[Excerpted records]

use std::io::Write;
use std::process::{Command, Output, Stdio};

use tempfile::NamedTempFile;

const BIN: &str = env!("CARGO_BIN_EXE_lagrange_reconstruct");

fn run_on(document: &str, extra: &[&str]) -> Output {
    let mut file = NamedTempFile::new().unwrap();
    file.write_all(document.as_bytes()).unwrap();
    Command::new(BIN)
        .arg(file.path())
        .args(extra)
        .env_remove("RUST_LOG")
        .output()
        .unwrap()
}

const LINE: &str = r#"{
    "keys": { "n": 2, "k": 2 },
    "1": { "base": "10", "value": "10" },
    "2": { "base": "10", "value": "13" }
}"#;

#[test]
fn prints_pretty_result() {
    let out = run_on(LINE, &[]);
    assert!(out.status.success());
    assert_eq!(
        String::from_utf8(out.stdout).unwrap(),
        "{\n  \"constant\": \"7\"\n}\n"
    );
}

#[test]
fn compact_flag() {
    let out = run_on(LINE, &["--compact"]);
    assert!(out.status.success());
    assert_eq!(String::from_utf8(out.stdout).unwrap(), "{\"constant\":\"7\"}\n");
}

#[test]
fn reads_stdin() {
    let mut child = Command::new(BIN)
        .arg("-")
        .env_remove("RUST_LOG")
        .stdin(Stdio::piped())
        .stdout(Stdio::piped())
        .spawn()
        .unwrap();
    child
        .stdin
        .take()
        .unwrap()
        .write_all(LINE.as_bytes())
        .unwrap();
    let out = child.wait_with_output().unwrap();
    assert!(out.status.success());
    assert!(String::from_utf8(out.stdout).unwrap().contains("\"7\""));
}

#[test]
fn bad_digit_fails_with_message() {
    let doc = r#"{
        "keys": { "k": 1 },
        "1": { "base": "2", "value": "102" }
    }"#;
    let out = run_on(doc, &[]);
    assert!(!out.status.success());
    assert!(out.stdout.is_empty());
    let err = String::from_utf8(out.stderr).unwrap();
    assert!(err.contains("out of range for base 2"), "stderr: {err}");
}

#[test]
fn missing_threshold_fails() {
    let out = run_on(r#"{ "1": { "base": "10", "value": "1" } }"#, &[]);
    assert!(!out.status.success());
    assert!(String::from_utf8(out.stderr).unwrap().contains("missing field `keys`"));
}

#[test]
fn missing_file_fails() {
    let out = Command::new(BIN)
        .arg("/definitely/not/here.json")
        .output()
        .unwrap();
    assert!(!out.status.success());
    assert!(String::from_utf8(out.stderr).unwrap().contains("could not open"));
}
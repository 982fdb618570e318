use num_bigint::BigInt;
use thiserror::Error;

pub type Result<T> = std::result::Result<T, ReconstructError>;

/// Everything that can abort a reconstruction. None of these are retried:
/// a single bad share fails the whole computation.
#[derive(Debug, Error)]
pub enum ReconstructError {
    #[error("invalid character {character:?} at position {position}")]
    InvalidCharacter { character: char, position: usize },

    #[error("digit value {digit} out of range for base {base}")]
    DigitOutOfRange { digit: u32, base: u32 },

    #[error("base {0} is outside the supported range 2..=36")]
    InvalidBase(u32),

    #[error("duplicate x-coordinate {0}")]
    DuplicateXValue(BigInt),

    /// The exact rational P(x) is not an integer, so the points do not lie on
    /// a single integer polynomial.
    #[error("interpolated value {numerator}/{denominator} is not an integer")]
    NonIntegralTerm {
        numerator: BigInt,
        denominator: BigInt,
    },

    #[error("cannot interpolate an empty point set")]
    EmptyPointSet,

    #[error("missing field `{0}`")]
    MissingField(String),

    #[error("not enough points: need {needed}, got {available}")]
    InsufficientPoints { needed: usize, available: usize },

    #[error("malformed input: {0}")]
    MalformedInput(String),

    #[error("I/O error: {0}")]
    Io(#[from] std::io::Error),

    #[error("JSON error: {0}")]
    Json(#[from] serde_json::Error),
}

[/Excerpted records]

■ Exercise ■
Transcribe the listing. Every line must match exactly.

■ Output below ■
use std::io::Write;
use std::process::{Command, Output, Stdio};

use tempfile::NamedTempFile;

const BIN: &str = env!("CARGO_BIN_EXE_lagrange_reconstruct");

fn run_on(document: &str, extra: &[&str]) -> Output {
    let mut file = NamedTempFile::new().unwrap();
    file.write_all(document.as_bytes()).unwrap();
    Command::new(BIN)
        .arg(file.path())
        .args(extra)
        .env_remove("RUST_LOG")
        .output()
        .unwrap()
}

const LINE: &str = r#"{
    "keys": { "n": 2, "k": 2 },
    "1": { "base": "10", "value": "10" },
    "2": { "base": "10", "value": "13" }
}"#;

#[test]
fn prints_pretty_result() {
    let out = run_on(LINE, &[]);
    assert!(out.status.success());
    assert_eq!(
        String::from_utf8(out.stdout).unwrap(),
        "{\n  \"constant\": \"7\"\n}\n"
    );
}

#[test]
fn compact_flag() {
    let out = run_on(LINE, &["--compact"]);
    assert!(out.status.success());
    assert_eq!(String::from_utf8(out.stdout).unwrap(), "{\"constant\":\"7\"}\n");
}

#[test]
fn reads_stdin() {
    let mut child = Command::new(BIN)
        .arg("-")
        .env_remove("RUST_LOG")
        .stdin(Stdio::piped())
        .stdout(Stdio::piped())
        .spawn()
        .unwrap();
    child
        .stdin
        .take()
        .unwrap()
        .write_all(LINE.as_bytes())
        .unwrap();
    let out = child.wait_with_output().unwrap();
    assert!(out.status.success());
    assert!(String::from_utf8(out.stdout).unwrap().contains("\"7\""));
}

#[test]
fn bad_digit_fails_with_message() {
    let doc = r#"{
        "keys": { "k": 1 },
        "1": { "base": "2", "value": "102" }
    }"#;
    let out = run_on(doc, &[]);
    assert!(!out.status.success());
    assert!(out.stdout.is_empty());
    let err = String::from_utf8(out.stderr).unwrap();
    assert!(err.contains("out of range for base 2"), "stderr: {err}");
}

#[test]
fn missing_threshold_fails() {
    let out = run_on(r#"{ "1": { "base": "10", "value": "1" } }"#, &[]);
    assert!(!out.status.success());
    assert!(String::from_utf8(out.stderr).unwrap().contains("missing field `keys`"));
}

#[test]
fn missing_file_fails() {
    let out = Command::new(BIN)
        .arg("/definitely/not/here.json")
        .output()
        .unwrap();
    assert!(!out.status.success());
    assert!(String::from_utf8(out.stderr).unwrap().contains("could not open"));
}
repository 982fdb618570e318
use num_bigint::BigInt;
use thiserror::Error;

pub type Result<T> = std::result::Result<T, ReconstructError>;

/// Everything that can abort a reconstruction. None of these are retried:
/// a single bad share fails the whole computation.
#[derive(Debug, Error)]
pub enum ReconstructError {
    #[error("invalid character {character:?} at position {position}")]
    InvalidCharacter { character: char, position: usize },

    #[error("digit value {digit} out of range for base {base}")]
    DigitOutOfRange { digit: u32, base: u32 },

    #[error("base {0} is outside the supported range 2..=36")]
    InvalidBase(u32),

    #[error("duplicate x-coordinate {0}")]
    DuplicateXValue(BigInt),

    /// The exact rational P(x) is not an integer, so the points do not lie on
    /// a single integer polynomial.
    #[error("interpolated value {numerator}/{denominator} is not an integer")]
    NonIntegralTerm {
        numerator: BigInt,
        denominator: BigInt,
    },

    #[error("cannot interpolate an empty point set")]
    EmptyPointSet,

    #[error("missing field `{0}`")]
    MissingField(String),

    #[error("not enough points: need {needed}, got {available}")]
    InsufficientPoints { needed: usize, available: usize },

    #[error("malformed input: {0}")]
    MalformedInput(String),

    #[error("I/O error: {0}")]
    Io(#[from] std::io::Error),

    #[error("JSON error: {0}")]
    Json(#[from] serde_json::Error),
}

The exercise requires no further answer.